▶ Work item:
Write out the entries once more, exactly as they appear.

▶ Entries shown:
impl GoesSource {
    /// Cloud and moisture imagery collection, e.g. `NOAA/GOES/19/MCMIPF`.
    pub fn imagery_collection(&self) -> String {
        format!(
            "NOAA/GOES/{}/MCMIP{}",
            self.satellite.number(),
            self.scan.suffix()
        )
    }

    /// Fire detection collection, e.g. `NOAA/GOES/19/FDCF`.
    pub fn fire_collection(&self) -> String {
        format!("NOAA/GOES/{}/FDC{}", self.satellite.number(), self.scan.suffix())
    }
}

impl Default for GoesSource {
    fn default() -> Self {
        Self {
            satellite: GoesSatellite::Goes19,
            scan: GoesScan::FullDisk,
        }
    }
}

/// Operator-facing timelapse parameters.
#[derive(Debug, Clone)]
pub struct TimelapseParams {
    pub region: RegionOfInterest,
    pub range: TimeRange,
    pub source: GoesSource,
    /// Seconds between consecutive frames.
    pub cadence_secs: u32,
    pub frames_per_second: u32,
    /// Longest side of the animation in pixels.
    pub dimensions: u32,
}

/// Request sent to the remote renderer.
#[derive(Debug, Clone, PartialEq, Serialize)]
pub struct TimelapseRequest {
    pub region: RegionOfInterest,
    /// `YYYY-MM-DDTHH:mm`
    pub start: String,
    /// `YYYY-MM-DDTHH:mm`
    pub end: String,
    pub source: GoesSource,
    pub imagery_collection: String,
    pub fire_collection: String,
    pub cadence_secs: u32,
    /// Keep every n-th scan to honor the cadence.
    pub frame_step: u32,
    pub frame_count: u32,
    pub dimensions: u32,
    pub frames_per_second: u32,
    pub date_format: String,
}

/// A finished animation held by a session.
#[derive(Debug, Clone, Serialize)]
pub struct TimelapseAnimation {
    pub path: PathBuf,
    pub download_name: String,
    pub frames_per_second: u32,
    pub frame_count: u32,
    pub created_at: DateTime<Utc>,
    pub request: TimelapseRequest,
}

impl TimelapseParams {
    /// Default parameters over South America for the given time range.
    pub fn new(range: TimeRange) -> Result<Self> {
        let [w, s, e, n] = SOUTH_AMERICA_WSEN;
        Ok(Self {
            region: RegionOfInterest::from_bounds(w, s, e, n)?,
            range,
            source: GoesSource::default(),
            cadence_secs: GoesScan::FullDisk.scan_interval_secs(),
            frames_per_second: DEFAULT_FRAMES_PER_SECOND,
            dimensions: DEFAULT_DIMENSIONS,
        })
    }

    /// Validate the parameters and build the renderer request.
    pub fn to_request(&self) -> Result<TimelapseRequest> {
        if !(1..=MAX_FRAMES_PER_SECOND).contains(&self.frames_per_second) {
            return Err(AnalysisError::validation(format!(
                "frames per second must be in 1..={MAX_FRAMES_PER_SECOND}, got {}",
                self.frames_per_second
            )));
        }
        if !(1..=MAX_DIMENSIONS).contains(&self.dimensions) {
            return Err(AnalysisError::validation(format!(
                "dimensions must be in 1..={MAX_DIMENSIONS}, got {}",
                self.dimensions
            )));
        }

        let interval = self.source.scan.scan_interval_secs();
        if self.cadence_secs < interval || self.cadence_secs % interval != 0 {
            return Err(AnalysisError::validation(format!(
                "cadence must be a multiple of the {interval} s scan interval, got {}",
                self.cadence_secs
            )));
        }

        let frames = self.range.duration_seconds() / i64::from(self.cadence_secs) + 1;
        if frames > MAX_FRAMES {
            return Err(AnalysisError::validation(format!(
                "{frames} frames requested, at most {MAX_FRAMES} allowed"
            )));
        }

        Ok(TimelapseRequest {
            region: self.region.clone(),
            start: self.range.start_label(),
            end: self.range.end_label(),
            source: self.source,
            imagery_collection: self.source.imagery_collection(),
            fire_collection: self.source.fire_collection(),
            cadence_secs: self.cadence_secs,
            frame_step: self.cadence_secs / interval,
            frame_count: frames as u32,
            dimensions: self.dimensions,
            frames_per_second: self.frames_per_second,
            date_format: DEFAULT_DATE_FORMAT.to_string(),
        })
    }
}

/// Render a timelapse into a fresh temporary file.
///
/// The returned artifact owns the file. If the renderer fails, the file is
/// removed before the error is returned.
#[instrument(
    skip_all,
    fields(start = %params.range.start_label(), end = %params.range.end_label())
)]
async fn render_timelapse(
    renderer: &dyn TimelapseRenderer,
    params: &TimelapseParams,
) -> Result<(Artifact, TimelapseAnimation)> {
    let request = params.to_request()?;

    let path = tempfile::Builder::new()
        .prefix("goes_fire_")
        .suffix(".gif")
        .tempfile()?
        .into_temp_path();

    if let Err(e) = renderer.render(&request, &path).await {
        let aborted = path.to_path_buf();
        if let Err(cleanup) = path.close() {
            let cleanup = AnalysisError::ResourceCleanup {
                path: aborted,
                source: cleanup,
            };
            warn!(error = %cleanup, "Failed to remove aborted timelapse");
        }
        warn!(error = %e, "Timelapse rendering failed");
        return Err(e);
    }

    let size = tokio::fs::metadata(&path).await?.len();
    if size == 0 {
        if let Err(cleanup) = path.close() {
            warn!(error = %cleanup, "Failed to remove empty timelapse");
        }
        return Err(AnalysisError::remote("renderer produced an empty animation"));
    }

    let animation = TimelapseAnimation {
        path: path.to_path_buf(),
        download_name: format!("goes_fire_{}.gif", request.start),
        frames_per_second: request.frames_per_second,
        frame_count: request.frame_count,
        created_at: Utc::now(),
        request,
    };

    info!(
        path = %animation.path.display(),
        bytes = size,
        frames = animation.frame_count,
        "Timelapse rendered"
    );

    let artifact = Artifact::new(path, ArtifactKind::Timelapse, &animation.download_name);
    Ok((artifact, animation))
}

▶ Written answer:
impl GoesSource {
    /// Cloud and moisture imagery collection, e.g. `NOAA/GOES/19/MCMIPF`.
    pub fn imagery_collection(&self) -> String {
        format!(
            "NOAA/GOES/{}/MCMIP{}",
            self.satellite.number(),
            self.scan.suffix()
        )
    }

    /// Fire detection collection, e.g. `NOAA/GOES/19/FDCF`.
    pub fn fire_collection(&self) -> String {
        format!("NOAA/GOES/{}/FDC{}", self.satellite.number(), self.scan.suffix())
    }
}

impl Default for GoesSource {
    fn default() -> Self {
        Self {
            satellite: GoesSatellite::Goes19,
            scan: GoesScan::FullDisk,
        }
    }
}

/// Operator-facing timelapse parameters.
#[derive(Debug, Clone)]
pub struct TimelapseParams {
    pub region: RegionOfInterest,
    pub range: TimeRange,
    pub source: GoesSource,
    /// Seconds between consecutive frames.
    pub cadence_secs: u32,
    pub frames_per_second: u32,
    /// Longest side of the animation in pixels.
    pub dimensions: u32,
}

/// Request sent to the remote renderer.
#[derive(Debug, Clone, PartialEq, Serialize)]
pub struct TimelapseRequest {
    pub region: RegionOfInterest,
    /// `YYYY-MM-DDTHH:mm`
    pub start: String,
    /// `YYYY-MM-DDTHH:mm`
    pub end: String,
    pub source: GoesSource,
    pub imagery_collection: String,
    pub fire_collection: String,
    pub cadence_secs: u32,
    /// Keep every n-th scan to honor the cadence.
    pub frame_step: u32,
    pub frame_count: u32,
    pub dimensions: u32,
    pub frames_per_second: u32,
    pub date_format: String,
}

/// A finished animation held by a session.
#[derive(Debug, Clone, Serialize)]
pub struct TimelapseAnimation {
    pub path: PathBuf,
    pub download_name: String,
    pub frames_per_second: u32,
    pub frame_count: u32,
    pub created_at: DateTime<Utc>,
    pub request: TimelapseRequest,
}

impl TimelapseParams {
    /// Default parameters over South America for the given time range.
    pub fn new(range: TimeRange) -> Result<Self> {
        let [w, s, e, n] = SOUTH_AMERICA_WSEN;
        Ok(Self {
            region: RegionOfInterest::from_bounds(w, s, e, n)?,
            range,
            source: GoesSource::default(),
            cadence_secs: GoesScan::FullDisk.scan_interval_secs(),
            frames_per_second: DEFAULT_FRAMES_PER_SECOND,
            dimensions: DEFAULT_DIMENSIONS,
        })
    }

    /// Validate the parameters and build the renderer request.
    pub fn to_request(&self) -> Result<TimelapseRequest> {
        if !(1..=MAX_FRAMES_PER_SECOND).contains(&self.frames_per_second) {
            return Err(AnalysisError::validation(format!(
                "frames per second must be in 1..={MAX_FRAMES_PER_SECOND}, got {}",
                self.frames_per_second
            )));
        }
        if !(1..=MAX_DIMENSIONS).contains(&self.dimensions) {
            return Err(AnalysisError::validation(format!(
                "dimensions must be in 1..={MAX_DIMENSIONS}, got {}",
                self.dimensions
            )));
        }

        let interval = self.source.scan.scan_interval_secs();
        if self.cadence_secs < interval || self.cadence_secs % interval != 0 {
            return Err(AnalysisError::validation(format!(
                "cadence must be a multiple of the {interval} s scan interval, got {}",
                self.cadence_secs
            )));
        }

        let frames = self.range.duration_seconds() / i64::from(self.cadence_secs) + 1;
        if frames > MAX_FRAMES {
            return Err(AnalysisError::validation(format!(
                "{frames} frames requested, at most {MAX_FRAMES} allowed"
            )));
        }

        Ok(TimelapseRequest {
            region: self.region.clone(),
            start: self.range.start_label(),
            end: self.range.end_label(),
            source: self.source,
            imagery_collection: self.source.imagery_collection(),
            fire_collection: self.source.fire_collection(),
            cadence_secs: self.cadence_secs,
            frame_step: self.cadence_secs / interval,
            frame_count: frames as u32,
            dimensions: self.dimensions,
            frames_per_second: self.frames_per_second,
            date_format: DEFAULT_DATE_FORMAT.to_string(),
        })
    }
}

/// Render a timelapse into a fresh temporary file.
///
/// The returned artifact owns the file. If the renderer fails, the file is
/// removed before the error is returned.
#[instrument(
    skip_all,
    fields(start = %params.range.start_label(), end = %params.range.end_label())
)]
async fn render_timelapse(
    renderer: &dyn TimelapseRenderer,
    params: &TimelapseParams,
) -> Result<(Artifact, TimelapseAnimation)> {
    let request = params.to_request()?;

    let path = tempfile::Builder::new()
        .prefix("goes_fire_")
        .suffix(".gif")
        .tempfile()?
        .into_temp_path();

    if let Err(e) = renderer.render(&request, &path).await {
        let aborted = path.to_path_buf();
        if let Err(cleanup) = path.close() {
            let cleanup = AnalysisError::ResourceCleanup {
                path: aborted,
                source: cleanup,
            };
            warn!(error = %cleanup, "Failed to remove aborted timelapse");
        }
        warn!(error = %e, "Timelapse rendering failed");
        return Err(e);
    }

    let size = tokio::fs::metadata(&path).await?.len();
    if size == 0 {
        if let Err(cleanup) = path.close() {
            warn!(error = %cleanup, "Failed to remove empty timelapse");
        }
        return Err(AnalysisError::remote("renderer produced an empty animation"));
    }

    let animation = TimelapseAnimation {
        path: path.to_path_buf(),
        download_name: format!("goes_fire_{}.gif", request.start),
        frames_per_second: request.frames_per_second,
        frame_count: request.frame_count,
        created_at: Utc::now(),
        request,
    };

    info!(
        path = %animation.path.display(),
        bytes = size,
        frames = animation.frame_count,
        "Timelapse rendered"
    );

    let artifact = Artifact::new(path, ArtifactKind::Timelapse, &animation.download_name);
    Ok((artifact, animation))
}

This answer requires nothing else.